Clinical Hematology Unit, Oncology Center, Faculty of Medicine, Mansoura University, Mansoura, Egypt.
Internal Medicine Department, Oncology Center, Faculty of Medicine, Mansoura University, Mansoura, Egypt.
Hematology Unit, Clinical Pathology Department, Faculty of Medicine, Mansoura University, Mansoura, Egypt.
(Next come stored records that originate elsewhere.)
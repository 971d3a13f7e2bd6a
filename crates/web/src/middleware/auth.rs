use axum::{
    extract::{Request, State},
    http::header::AUTHORIZATION,
    middleware::Next,
    response::Response,
};
use std::collections::HashSet;
use std::sync::Arc;

use crate::error::WebError;

/// Rejects requests whose `Authorization: Bearer <key>` header does not carry a known API key.
pub async fn require_auth(
    State(api_keys): State<ApiKeys>,
    request: Request,
    next: Next,
) -> Result<Response, WebError> {
    let token = request
        .headers()
        .get(AUTHORIZATION)
        .and_then(|value| value.to_str().ok())
        .and_then(|value| value.strip_prefix("Bearer "));

    match token {
        Some(token) if api_keys.is_valid(token) => Ok(next.run(request).await),
        _ => {
            tracing::warn!("Invalid API key attempt");
            Err(WebError::Unauthorized)
        }
    }
}

#[derive(Debug, Clone)]
pub struct ApiKeys {
    keys: Arc<HashSet<String>>,
}

impl ApiKeys {
    pub fn from_comma_separated(keys_str: &str) -> Self {
        let keys = keys_str
            .split(',')
            .map(str::trim)
            .filter(|s| !s.is_empty())
            .map(String::from)
            .collect();

        Self {
            keys: Arc::new(keys),
        }
    }

    pub fn is_valid(&self, key: &str) -> bool {
        self.keys.contains(key)
    }

    pub fn is_empty(&self) -> bool {
        self.keys.is_empty()
    }
}

#[cfg(test)]
mod tests {
    use axum::{Router, body::Body, http, http::StatusCode, middleware, routing::get};
    use tower::ServiceExt;

    use super::*;

    fn guarded(keys: &str) -> Router {
        Router::new()
            .route("/", get(|| async { "ok" }))
            .route_layer(middleware::from_fn_with_state(
                ApiKeys::from_comma_separated(keys),
                require_auth,
            ))
    }

    fn request(authorization: Option<&str>) -> Request {
        let mut builder = http::Request::builder().uri("/");
        if let Some(value) = authorization {
            builder = builder.header(AUTHORIZATION, value);
        }
        builder.body(Body::empty()).unwrap()
    }

    #[test]
    fn test_keys_are_trimmed_and_blank_entries_dropped() {
        let keys = ApiKeys::from_comma_separated(" alpha, ,beta ,");

        assert!(keys.is_valid("alpha"));
        assert!(keys.is_valid("beta"));
        assert!(!keys.is_valid(""));
        assert!(!keys.is_valid(" alpha"));
    }

    #[test]
    fn test_empty_config_has_no_keys() {
        assert!(ApiKeys::from_comma_separated("").is_empty());
    }

    #[tokio::test]
    async fn test_valid_bearer_passes() {
        let response = guarded("operator")
            .oneshot(request(Some("Bearer operator")))
            .await
            .unwrap();

        assert_eq!(response.status(), StatusCode::OK);
    }

    #[tokio::test]
    async fn test_missing_or_wrong_key_is_rejected() {
        let missing = guarded("operator").oneshot(request(None)).await.unwrap();
        let wrong = guarded("operator")
            .oneshot(request(Some("Bearer intruder")))
            .await
            .unwrap();
        let no_scheme = guarded("operator")
            .oneshot(request(Some("operator")))
            .await
            .unwrap();

        assert_eq!(missing.status(), StatusCode::UNAUTHORIZED);
        assert_eq!(wrong.status(), StatusCode::UNAUTHORIZED);
        assert_eq!(no_scheme.status(), StatusCode::UNAUTHORIZED);
    }
}
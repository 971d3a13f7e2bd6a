use sqlx::PgPool;
use tracing::info;

use crate::dto::round::{ResetOutcome, RoundOutcome};
use crate::error::Result;
use crate::models::{Participant, Round};
use crate::repository::participant::ParticipantRepository;
use crate::services::qualification::{is_qualified_for, qualify};
use crate::services::roster::reset_results;

/// Run the qualification engine for `round` and commit the new flags.
///
/// Read, recompute and write happen in one transaction holding the table
/// lock, so concurrent time edits or a second completion of the same round
/// wait until this one has committed. Any failure rolls everything back.
pub async fn complete_round(pool: &PgPool, round: Round) -> Result<RoundOutcome> {
    let mut tx = pool.begin().await?;

    let snapshot = ParticipantRepository::lock_all(&mut tx).await?;
    let updated = qualify(round, &snapshot);

    let changed = changed_records(&snapshot, &updated);
    ParticipantRepository::save_results(&mut tx, &changed).await?;

    tx.commit().await?;

    let qualified = updated
        .iter()
        .filter(|p| is_qualified_for(round, p))
        .count();

    info!(
        round = %round,
        qualified,
        participants = updated.len(),
        changed = changed.len(),
        "Round completed"
    );

    Ok(RoundOutcome {
        round,
        qualified,
        participants: updated.len(),
    })
}

/// Clear every time, flag and the active marker in one transaction.
pub async fn reset_all_results(pool: &PgPool) -> Result<ResetOutcome> {
    let mut tx = pool.begin().await?;

    let snapshot = ParticipantRepository::lock_all(&mut tx).await?;
    let reset = reset_results(&snapshot);

    ParticipantRepository::clear_active_in(&mut tx).await?;
    ParticipantRepository::save_results(&mut tx, &reset).await?;

    tx.commit().await?;

    info!(participants = reset.len(), "Results reset");

    Ok(ResetOutcome {
        participants: reset.len(),
    })
}

/// Records of `updated` that differ from their counterpart in `snapshot`.
fn changed_records(snapshot: &[Participant], updated: &[Participant]) -> Vec<Participant> {
    snapshot
        .iter()
        .zip(updated)
        .filter(|(before, after)| before != after)
        .map(|(_, after)| after.clone())
        .collect()
}

#[cfg(test)]
mod tests {
    use rust_decimal::Decimal;

    use super::*;

    #[test]
    fn test_changed_records_only_returns_differences() {
        let snapshot: Vec<Participant> = (1..=6)
            .map(|id| Participant {
                participant_id: id,
                time1: Some(Decimal::from(id)),
                ..Default::default()
            })
            .collect();
        let updated = qualify(Round::Prelim1, &snapshot);

        let changed = changed_records(&snapshot, &updated);

        let ids: Vec<i32> = changed.iter().map(|p| p.participant_id).collect();
        assert_eq!(ids, vec![2, 3, 4, 5, 6]);
        assert!(changed.iter().all(|p| p.round1_qualified));
    }

    #[test]
    fn test_changed_records_empty_when_nothing_moves() {
        let snapshot = vec![Participant {
            participant_id: 1,
            final_qualified: true,
            ..Default::default()
        }];
        let updated = qualify(Round::Final, &snapshot);

        assert!(changed_records(&snapshot, &updated).is_empty());
    }
}
use axum::{
    Router, middleware,
    routing::{delete, get, put},
};
use storage::Database;

use super::handlers::{clear_active, get_active, get_active_id, set_active};
use crate::middleware::auth::{ApiKeys, require_auth};

pub fn routes(api_keys: ApiKeys) -> Router<Database> {
    let protected = Router::new()
        .route("/active", delete(clear_active))
        .route("/active/:id", put(set_active))
        .route_layer(middleware::from_fn_with_state(api_keys, require_auth));

    Router::new()
        .route("/active", get(get_active))
        .route("/active-id", get(get_active_id))
        .merge(protected)
}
Introduction: Recently, isolated myeloperoxidase expression (isoMPO) has been documented in B-acute lymphoblastic leukemia (B-ALL) and several contradictory studies addressed its clinical significance in pediatric patients. Aim: In this study, isoMPO was evaluated in bone marrow biopsies (BMB) from adults with B-ALL using immunohistochemistry (IHC) in relation to a number of risk-stratification factors and patients’ outcomes. Methods: Sixty B-ALL adult patients were selected upon electronic database search. Demographic, clinical, laboratory, therapy and survival data were reviewed and tabulated. Flowcytometry (FCM), histopathology and IHC available material were reviewed to confirm the diagnostic criteria according to our standard laboratory protocols. IHC was performed on BMB using antiMPO. Cases were divided into MPO+ve and MPO-ve based on a 3% blast cell staining threshold. Results: Using IHC, 26.7% of B-ALLs were MPO+ve, in most of which ≥10% of blasts were stained. Among standard risk-stratification factors, isoMPO was associated with a mean WBC count above 30x109/L. MPO+ patients achieved therapeutic complete remission at lower rates and were more prone to progressive/refractory disease and relapse. There was a concordant expression of MPO in FCM and IHC. All of the aforementioned parameters reached the level of significance when compared to the MOP-ve group. Kaplan-Meier curves revealed a significantly lower survival probability for the MPO+ group than the MOP-ve one (p= 0.0066; Log-rank test) and also when separating MPO+ and -ve patients by gender (p= 0.0033; Log-rank test). Conclusion: isoMPO occur in a considerable percentage of B-ALL in adults contributing to misdiagnosis. It depicts poor outcomes and might be introduced as a B-ALL risk-stratification factor.